Eyetracking data preparation

We are going to use the data preparation in the ht_seedlings repository as an example of how we want to do it. The information here is supposed to help with

Main parts of the code

The code snippets below are meant to represent the key steps in each notebook. They aren't necessarily actual working code.

01_wrangling.Rmd

Running this file in its entirety will produce several untracked .Rds files under data/eytracking/local/ that will be used in the subsequent notebooks and in the analysis:

  • recordings.Rds,

  • trials.Rds,

  • fixations.Rds,

  • messages.Rds.

Load and split data

fixations_report <- read_fixation_report(fix_rep_path, remove_practice = T)
message_report <- read_message_report(mes_rep_path, remove_practice = T)
fix_rep_data <- split_fixation_report(fixations_report
mes_rep_data <- split_message_report(message_report)
data_tables_raw <- merge_split_reports(fix_rep_data, mes_rep_data)

data_tables_raw is a list of five tables: "experiment", "recordings", "trials", "fixations", "messages" - each containing information at the corresponding level. I.e., a row in trials correspond to a single trial, a row in "messages" - a single "message".

Select, rename, clean, fix, validate

data_tables_selected <- data_tables_raw
...modify data_tables_selected...
data_tables_validated <- data_tables_selected
...modify data_tables_validated 
data_tables_transformed <- data_tables_validated
...modify data_tables_transformed...

It is fixing and validation that takes the most time and the most space in the notebook. Use summary, glimpse, skimr::skim to explore the data interactively. In the end, however,

Verification in "ht_seedlings" is done with the help of packages assertthat and assertr. See this post by Danielle Navarro with an overview of four ways to do assertions.

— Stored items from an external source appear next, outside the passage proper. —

//! The `ocr` subcommand.

use clap::Args;

use crate::{
    async_utils::io::{write_json, write_jsonl, write_text},
    cmd::{LabelOpts, parse_pages},
    config::OcrConfig,
    ocr::{OcrStatus, engines::ocr_engine, ocr_document},
    prelude::*,
    ui::Ui,
};

/// Directory for OCR text when `--out` isn't given.
const DEFAULT_RESULTS_DIR: &str = "results";

/// OCR command line arguments.
#[derive(Debug, Args)]
pub struct OcrOpts {
    /// The PDF or image to OCR.
    #[clap(value_name = "INPUT")]
    pub input_path: PathBuf,

    /// Where to write the OCR text. Defaults to `results/<input name>.txt`.
    #[clap(short = 'o', long = "out")]
    pub output_path: Option<PathBuf>,

    /// How many pages to OCR at once. Defaults to 2, or 4 on machines with
    /// more than 4 cores, and never more than the page count.
    #[clap(short = 'w', long)]
    pub workers: Option<usize>,

    /// Also parse the text and write a financial report (JSON) here.
    #[clap(long = "report", value_name = "PATH")]
    pub report_path: Option<PathBuf>,

    /// Write one report per page to `--report` (JSONL), instead of one
    /// report for the whole document.
    #[clap(long, requires = "report_path")]
    pub per_page: bool,

    #[clap(flatten)]
    pub labels: LabelOpts,

    #[clap(flatten)]
    pub ocr: OcrConfig,
}

impl OcrOpts {
    /// The text output path, with the default applied.
    fn resolved_output_path(&self) -> Result<PathBuf> {
        match &self.output_path {
            Some(path) => Ok(path.clone()),
            None => {
                let stem = self
                    .input_path
                    .file_stem()
                    .ok_or_else(|| anyhow!("cannot get file name from {:?}", self.input_path))?;
                Ok(Path::new(DEFAULT_RESULTS_DIR)
                    .join(format!("{}.txt", stem.to_string_lossy())))
            }
        }
    }
}

/// The `ocr` subcommand.
#[instrument(level = "debug", skip_all, fields(input = %opts.input_path.display()))]
pub async fn cmd_ocr(ui: &Ui, opts: &OcrOpts) -> Result<()> {
    // Load the vocabulary up front, so a bad file fails before slow OCR.
    let parser = match &opts.report_path {
        Some(_) => Some(opts.labels.parser().await?),
        None => None,
    };
    let output_path = opts.resolved_output_path()?;

    let engine = ocr_engine(&opts.ocr).await?;
    let output =
        ocr_document(ui, &opts.input_path, &opts.ocr, engine, opts.workers).await?;
    for error in &output.errors {
        warn!("{}", error);
    }

    write_text(Some(&output_path), &output.text).await?;
    ui.notice(
        "💾",
        &format!(
            "Wrote {} pages of text to {}",
            output.page_count,
            output_path.display()
        ),
    );

    if let (Some(parser), Some(report_path)) = (parser, &opts.report_path) {
        if opts.per_page {
            let reports = parse_pages(&parser, &output.text);
            write_jsonl(Some(report_path), &reports).await?;
            ui.notice(
                "📊",
                &format!(
                    "Wrote {} page reports to {}",
                    reports.len(),
                    report_path.display()
                ),
            );
        } else {
            debug!(pages = output.page_count, "Parsing all pages as one report");
            let report = parser.parse(&output.text);
            write_json(Some(report_path), &report, true).await?;
            ui.notice(
                "📊",
                &format!("Wrote report {} to {}", report.report_id(), report_path.display()),
            );
        }
    }

    match output.status {
        OcrStatus::Ok => Ok(()),
        OcrStatus::Incomplete => {
            warn!(failed_pages = ?output.failed_pages, "OCR output is incomplete");
            Ok(())
        }
        OcrStatus::Failed => Err(anyhow!(
            "could not OCR any pages of {:?}",
            opts.input_path
        )),
    }
}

Save to data/eytracking/local/

save_tables_separately(data_tables_transformed, "data/eytracking/local/")

02_target-onsets.Rds

The aim of this notebook is to identify the target onset time relative to the trial start. For "ht_seedlings", it required a combination of the trial-level information in column rt and the time of the display_both_images message. The specific way to do this will change from study to study. If this is trivial for your study, feel free to incorporate the code into the first notebook. Do still save it to a separate file called "target_onstes.Rds" to have consistent code across the studies. That is, do not add "target_onset" to the "trials" table.

messages <- readRDS(file.path(local_data_dir, 'messages.Rds'))
trials <- readRDS(file.path(local_data_dir, 'trials.Rds'))
target_onsets <- ...code working on messages and trials ...
saveRDS(file.path(local_data_dir, "target_onsets.Rds"))

03_gaze-data

The aim of this notebook is to:

  • convert the fixations data into a an evenly sampled time series,

  • assign time windows of interest,

  • mark "low-data" trials with too little fixations on areas of interest,

  • mark "low-data" recordings with too many "low-data" trials.

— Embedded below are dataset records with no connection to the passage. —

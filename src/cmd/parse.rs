//! The `parse` subcommand.

use clap::Args;

use crate::{
    async_utils::io::{read_text, write_json, write_jsonl},
    cmd::{LabelOpts, parse_pages},
    prelude::*,
    report::period::Period,
};

/// Parse command line arguments.
#[derive(Debug, Args)]
pub struct ParseOpts {
    /// OCR text to parse. Reads standard input if omitted.
    #[clap(value_name = "INPUT")]
    pub input_path: Option<PathBuf>,

    /// Where to write JSON. Defaults to standard output.
    #[clap(short = 'o', long = "out")]
    pub output_path: Option<PathBuf>,

    #[clap(flatten)]
    pub labels: LabelOpts,

    /// Parse each page separately and write one report per line (JSONL).
    /// Pages are separated by `--- PAGE BREAK ---` lines or form feeds.
    #[clap(long, conflicts_with = "period")]
    pub per_page: bool,

    /// Only extract this period (`start` or `end`) and write its snapshot.
    #[clap(long, value_name = "PERIOD")]
    pub period: Option<Period>,

    /// Pretty-print the JSON.
    #[clap(long)]
    pub pretty: bool,
}

/// The `parse` subcommand.
#[instrument(level = "debug", skip_all)]
pub async fn cmd_parse(opts: &ParseOpts) -> Result<()> {
    let parser = opts.labels.parser().await?;
    let text = read_text(opts.input_path.as_deref()).await?;
    let output_path = opts.output_path.as_deref();

    if let Some(period) = opts.period {
        let snapshot = parser.extract_period(&text, period);
        if snapshot.is_empty() {
            info!(%period, "No figures found for period");
        }
        write_json(output_path, &snapshot, opts.pretty).await
    } else if opts.per_page {
        write_jsonl(output_path, &parse_pages(&parser, &text)).await
    } else {
        let report = parser.parse(&text);
        write_json(output_path, &report, opts.pretty).await
    }
}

The output is saved to data/eyetracking/clean/fixation_timeseries_taglowdata.Rds (untracked).

fixations <- readRDS(file.path(local_data_dir, 'fixations.Rds'))
target_onsets <- readRDS(file.path(local_data_dir, 'target_onsets.Rds'))

fixations_updated <- ...add target onsets to fixations...

fixation_timeseries <- fixations_to_timeseries(fixations_updated, t_step = 20)
fixation_timeseries_with_windows <- fixation_timeseries %>%
  filter(!is.na(target_onset)) %>%
  assign_time_windows(t_step = 20, t_start = 360)
  
fixation_timeseries_taglowdata <-
  fixation_timeseries_with_windows %>%
  mutate(is_good_timepoint = aoi %in% c('TARGET', 'DISTRACTOR')) %>%
  tag_low_data_trials(window_column = 'shortwin', 
                      t_start = 367)

The variable names are too long and will likely change in the future. I hope the steps are still clear though.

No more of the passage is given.